In some long term clinical studies that have been made on dapagliflozin, dapagliflozin was associated with a decrease in body weight which was statistically superior compared to placebo or other active comparators. It is primarily associated with caloric rather than fluid loss.
The Structure-activity relationship (SAR) of gliflozins is not fully understood.
The most common gliflozins are dapagliflozin, empagliflozin and canagliflozin. The differences in the structures is relatively small. The general structure includes a glucose sugar with an aromatic group in the β-position at the anomeric carbon. In addition to the glucose sugar moiety and the β-isomeric aryl substituent the aryl group is composed of a diarylmethylene structure.
The synthesis of Gliflozins involves three general steps. The first one is the construction of the aryl substituent, the next one is the introduction of the aryl moiety onto the sugar or glucosylation of the aryl substituent and the last one the deprotection and modification of the arylated anomeric center of the sugar.

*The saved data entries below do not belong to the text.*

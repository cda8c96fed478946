use serde::Deserialize;
use std::fmt;
use std::str::FromStr;

/// Largest value accepted for `--limit`.
pub const MAX_LIMIT: u16 = 1000;

/// Maximum number of log lines to display. Zero means no limit.
#[derive(Debug, Clone, Copy, PartialEq, Eq)]
pub struct Limit(u16);

impl Limit {
    pub fn new(value: u16) -> Option<Self> {
        (value <= MAX_LIMIT).then_some(Self(value))
    }

    pub fn get(self) -> u16 {
        self.0
    }

    pub fn is_unlimited(self) -> bool {
        self.0 == 0
    }
}

#[derive(Debug, Clone, Copy, PartialEq, Eq, Hash)]
pub enum WorkloadKind {
    Deployment,
    DaemonSet,
    StatefulSet,
}

impl WorkloadKind {
    /// Name used in user facing messages, e.g. `daemon set "x" not found`.
    pub fn display_name(self) -> &'static str {
        match self {
            WorkloadKind::Deployment => "deployment",
            WorkloadKind::DaemonSet => "daemon set",
            WorkloadKind::StatefulSet => "stateful set",
        }
    }
}

impl fmt::Display for WorkloadKind {
    fn fmt(&self, f: &mut fmt::Formatter<'_>) -> fmt::Result {
        let s = match self {
            WorkloadKind::Deployment => "deployment",
            WorkloadKind::DaemonSet => "daemonset",
            WorkloadKind::StatefulSet => "statefulset",
        };
        f.write_str(s)
    }
}

impl FromStr for WorkloadKind {
    type Err = ();

    fn from_str(s: &str) -> Result<Self, Self::Err> {
        match s.to_ascii_lowercase().as_str() {
            "deployment" | "deployments" | "deploy" => Ok(WorkloadKind::Deployment),
            "daemonset" | "daemonsets" | "ds" => Ok(WorkloadKind::DaemonSet),
            "statefulset" | "statefulsets" | "sts" => Ok(WorkloadKind::StatefulSet),
            _ => Err(()),
        }
    }
}

#[derive(Debug, Clone, PartialEq, Eq)]
pub struct WorkloadReference {
    pub kind: WorkloadKind,
    pub name: String,
    pub namespace: String,
}

/// Positional resource argument, `kind=name` or `kind/name`.
#[derive(Debug, Clone, PartialEq, Eq)]
pub struct ResourceSpec {
    pub kind: String,
    pub name: String,
}

/// Validated filter for a single request against the log exploration api.
#[derive(Debug, Clone, Default, PartialEq, Eq)]
pub struct LogQuery {
    pub namespace: Option<String>,
    pub podname: Option<String>,
    pub tail: Option<String>,
    pub start_time: Option<String>,
    pub end_time: Option<String>,
    pub level: Option<String>,
    pub limit: Option<Limit>,
    pub workload: Option<WorkloadReference>,
}

/// Body returned by `/logs/filter`.
#[derive(Debug, Default, Deserialize)]
pub struct LogResponse {
    #[serde(rename = "Logs", default)]
    pub logs: Vec<String>,
}

impl LogQuery {
    /// Narrow the query to the pods selected by a workload. Replaces any pod name
    /// given on the command line.
    pub fn with_resolved_pods(mut self, pods: &[String]) -> Self {
        self.podname = Some(pods.join(",")).filter(|p| !p.is_empty());
        self
    }
}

Phlorizin was the first type of gliflozin and it was non-selective against SGLT2/SGLT1. It is a natural O-aryl glycoside composed of a d-glucose and an aromatic ketone. However Phlorizin is very unstable, it is rapidly degraded by glucosidases in the small intestines, so it can not be used as an oral administration medication to treat diabetes. Structural modifications have been made to overcome this instability problem. The most efficient way was to conjugate aryl moiety with glucose moiety since C-glucosides are more stable in the small intestines than O-glucoside derivatives (C-C bond instead of C-O-C bond).
In the sugar analogues of dapagliflozin, the β-C series are more active than α-C series so it is critical that the β-configuration is at C-1 for the inhibitory activity. Both dapagliflozin and empagliflozin contain a chlorine (Cl) atom in their chemical structure. Cl is a halogen and it has a high electronegativity. This electronegativity withdraws electrons off the bonds and therefore it reduces the metabolism. The Cl atom also reduces the IC50 value of the medication so the medication has better activity. The carbon-fluorine bond (C-F) has also has a veryl low electron density.
For example in the chemical structure of canagliflozin a fluorine atom is connected to an aromatic ring then the compound is more stable and the metabolism of the compound is reduced. Empagliflozin contains a tetrahydrofuran ring but not canagliflozin nor dapagliflozin.
In the development of gliflozins the distal ring contains a thiophene ring instead of an aromatic ring. However the final chemical structures of the marketing gliflozins does not contain this thiophene ring.
Alternative pharmacological actions
Gliflozins have been found to exhibit protective effects on the heart, liver, kidneys, anti‐hyperlipidemic, anti‐atherosclerotic, anti‐obesity, anti‐neoplastic effects in in vitro, pre‐clinical, and clinical studies. These pleiotropic effects of this class have been attributed to a variety of its pharmacodynamic actions such as natriuresis, hemoconcentration, deactivation of renin-angiotensin-aldosterone system, ketone body formation, alterations in energy homeostasis, glycosuria, lipolysis, anti‐inflammatory, and antioxidative actions.
Phlorizin is a molecule with SGLT inhibiting properties, and served an important role in the development of the gliflozin class of medications.